Your assignment:
Check every line of the following material for the word "PlaybackMode", then say how many have it, with no other words.

Data for this task:
// This Source Code Form is subject to the terms of the Mozilla Public
// License, v. 2.0. If a copy of the MPL was not distributed with this
// file, You can obtain one at https://mozilla.org/MPL/2.0/.

//! Layout pass, material pass and scene state
//!
//! [`SceneComposer::layout`] is the only operation that builds geometry.
//! Changing the selected floor, the metric or the time index re-runs the
//! material pass over stored zone states and leaves meshes untouched.

use crate::graph::{NodeId, NodeKind, RenderMaterial, SceneGraph, SceneNode};
use crate::playback::{PeriodicTask, PlaybackMode, DEFAULT_TICK_INTERVAL};
use floorstack_geometry::{
    extrude, extrude_wall, slab, FloorStack, LayoutConfig, Placement, SceneFrame, WindingMode,
};
use floorstack_metrics::{
    evaluate_zone, material_for, RecordedSource, SimulatedSource, ThresholdTable, ValueSource,
    ZoneState,
};
use floorstack_model::{Building, MeshBuffer, Point2D, WallSegment};
use rustc_hash::FxHashMap;
use serde::{Deserialize, Serialize};
use std::time::Duration;

/// Wall alpha multiplier for the selected floor
pub const SELECTED_WALL_ALPHA_FACTOR: f32 = 0.25;

/// Seed of the simulated value source
pub const DEFAULT_SIMULATION_SEED: u64 = 0x5eed;

/// Geometry source for a layout pass
#[derive(Clone, Copy, Debug)]
pub enum SceneInput<'a> {
    Model(&'a Building),
    Walls(&'a [WallSegment]),
    Empty,
}

impl<'a> SceneInput<'a> {
    /// Prefer the model when it has a renderable zone, then walls
    pub fn choose(building: Option<&'a Building>, walls: &'a [WallSegment]) -> Self {
        match building {
            Some(building) if building.has_renderable_zones() => SceneInput::Model(building),
            _ if !walls.is_empty() => SceneInput::Walls(walls),
            _ => SceneInput::Empty,
        }
    }
}

/// Which floor the viewer is focused on
#[derive(Clone, Copy, Debug, Default, PartialEq, Eq, Hash, Serialize, Deserialize)]
#[serde(rename_all = "lowercase")]
pub enum FloorSelection {
    /// Every floor shown opaque
    #[default]
    All,
    /// Floors above hidden, this floor's walls see-through
    Floor(usize),
}

/// How a floor is drawn relative to the selection
#[derive(Clone, Copy, Debug, PartialEq, Eq)]
enum FloorRole {
    Overview,
    Below,
    Selected,
    Above,
}

impl FloorRole {
    fn of(floor: usize, selected: Option<usize>) -> Self {
        match selected {
            None => FloorRole::Overview,
            Some(s) if floor < s => FloorRole::Below,
            Some(s) if floor == s => FloorRole::Selected,
            Some(_) => FloorRole::Above,
        }
    }
}

/// Material of one node under a floor role
fn resolve_material(kind: &NodeKind, role: FloorRole, state: Option<&ZoneState>) -> RenderMaterial {
    let descriptor = material_for(state);
    let alpha = match (role, kind) {
        (FloorRole::Selected, NodeKind::ZoneWalls { .. } | NodeKind::Wall { .. }) => {
            descriptor.alpha * SELECTED_WALL_ALPHA_FACTOR
        }
        (FloorRole::Overview, _) => descriptor.alpha,
        _ => 1.0,
    };
    RenderMaterial {
        color: descriptor.color.to_array(),
        alpha,
        emissive: descriptor.emissive,
        visible: role != FloorRole::Above,
    }
}

/// Which layout path produced the current scene
#[derive(Clone, Copy, Debug, PartialEq, Eq)]
pub enum LayoutSource {
    Model,
    Walls,
    Empty,
}

#[derive(Clone, Debug)]
struct ZoneEntry {
    zone_index: usize,
    walls: NodeId,
    slab: NodeId,
}

#[derive(Clone, Debug)]
struct FloorEntry {
    node: NodeId,
    zones: Vec<ZoneEntry>,
}

#[derive(Clone, Debug)]
struct Playback {
    task: PeriodicTask,
    mode: PlaybackMode,
}

/// Metric context of a state pass
struct StateContext<'a> {
    thresholds: &'a ThresholdTable,
    metric: Option<&'a str>,
    time_index: usize,
}

/// Store a fresh [`ZoneState`] on every zone's walls and slab nodes
fn evaluate_states(
    building: Option<&Building>,
    floors: &[FloorEntry],
    graph: &mut SceneGraph,
    context: &StateContext<'_>,
    source: &mut dyn ValueSource,
) {
    let Some(building) = building else {
        return;
    };
    for (entry, floor) in floors.iter().zip(&building.floors) {
        for zone_entry in &entry.zones {
            let Some(zone) = floor.zones.get(zone_entry.zone_index) else {
                continue;
            };
            let state = context.metric.and_then(|metric| {
                evaluate_zone(
                    &mut *source,
                    context.thresholds,
                    zone,
                    metric,
                    context.time_index,
                )
            });
            for id in [zone_entry.walls, zone_entry.slab] {
                if let Some(node) = graph.get_mut(id) {
                    node.state = state;
                }
            }
        }
    }
}

/// Mesh node handed to the renderer
#[derive(Clone, Copy, Debug)]
pub struct RenderItem<'a> {
    pub node: NodeId,
    pub parent: Option<NodeId>,
    pub floor: usize,
    pub kind: &'a NodeKind,
    pub mesh: &'a MeshBuffer,
    pub material: RenderMaterial,
}

/// Sensor position in world space
#[derive(Clone, Debug, PartialEq)]
pub struct SensorMarker {
    pub sensor_id: String,
    pub label: String,
    pub floor: usize,
    pub zone_id: Option<String>,
    pub position: [f64; 3],
    pub visible: bool,
}

/// Owner of the scene graph and all viewer state
pub struct SceneComposer {
    config: LayoutConfig,
    thresholds: ThresholdTable,
    graph: SceneGraph,
    floors: Vec<FloorEntry>,
    zone_lookup: FxHashMap<String, (usize, usize)>,
    building: Option<Building>,
    source: LayoutSource,
    stack: FloorStack,
    frame: SceneFrame,
    selection: FloorSelection,
    metric: Option<String>,
    time_index: usize,
    playback: Option<Playback>,
    simulation: SimulatedSource,
}
// This Source Code Form is subject to the terms of the Mozilla Public
// License, v. 2.0. If a copy of the MPL was not distributed with this
// file, You can obtain one at https://mozilla.org/MPL/2.0/.

//! Layout constants and options

use serde::{Deserialize, Serialize};

/// World units (meters) per plan pixel
pub const GLOBAL_SCALE: f64 = 0.05;

/// Thickness of the floor slab rendered beneath each zone
pub const SLAB_THICKNESS: f64 = 0.1;

/// Smallest horizontal extent used for camera framing
pub const MIN_HORIZONTAL_EXTENT: f64 = 20.0;

/// Building height used for framing when there are no floors
pub const MIN_TOTAL_HEIGHT: f64 = 3.0;

/// Side of the square footprint substituted for a zero-length wall (plan pixels)
pub const MIN_WALL_EXTENT: f64 = 1.0;

/// Wall thickness for the wall-segment input path (plan pixels)
pub const DEFAULT_WALL_THICKNESS: f64 = 6.0;

/// Wall height for the wall-segment input path
pub const DEFAULT_WALL_HEIGHT: f64 = 2.8;

/// Which side of an extrusion's walls faces the viewer
///
/// Only the side faces are affected; caps always face out of the prism.
#[derive(Clone, Copy, Debug, Default, PartialEq, Eq, Hash, Serialize, Deserialize)]
#[serde(rename_all = "lowercase")]
pub enum WindingMode {
    /// Walls visible from outside (counter-clockwise input)
    #[default]
    Outward,
    /// Walls visible from inside the zone
    Inward,
}

impl WindingMode {
    /// The other mode
    pub fn flipped(self) -> Self {
        match self {
            WindingMode::Outward => WindingMode::Inward,
            WindingMode::Inward => WindingMode::Outward,
        }
    }
}

/// How polygon caps are split into triangles
#[derive(Clone, Copy, Debug, Default, PartialEq, Eq, Hash, Serialize, Deserialize)]
#[serde(rename_all = "lowercase")]
pub enum CapTriangulation {
    /// Fan from vertex 0; exact for convex zones
    #[default]
    Fan,
    /// Ear clipping; handles concave zones
    Earcut,
}

/// Layout pass options
#[derive(Clone, Debug, PartialEq, Serialize, Deserialize)]
#[serde(default)]
pub struct LayoutConfig {
    /// World units per plan pixel
    pub global_scale: f64,
    /// Slab thickness beneath every zone
    pub slab_thickness: f64,
    /// Side-face orientation for zone extrusions
    pub winding: WindingMode,
    /// Cap triangulation for zones and slabs
    pub cap_triangulation: CapTriangulation,
    /// Wall thickness for wall-segment input (plan pixels)
    pub wall_thickness: f64,
    /// Wall height for wall-segment input
    pub wall_height: f64,
}

impl Default for LayoutConfig {
    fn default() -> Self {
        Self {
            global_scale: GLOBAL_SCALE,
            slab_thickness: SLAB_THICKNESS,
            winding: WindingMode::Outward,
            cap_triangulation: CapTriangulation::Fan,
            wall_thickness: DEFAULT_WALL_THICKNESS,
            wall_height: DEFAULT_WALL_HEIGHT,
        }
    }
}

impl LayoutConfig {
    /// Options for walk-through views: walls seen from inside zones
    pub fn interior() -> Self {
        Self {
            winding: WindingMode::Inward,
            ..Self::default()
        }
    }

    /// Options for plans with concave rooms
    pub fn concave() -> Self {
        Self {
            cap_triangulation: CapTriangulation::Earcut,
            ..Self::default()
        }
    }
}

Finished task:
2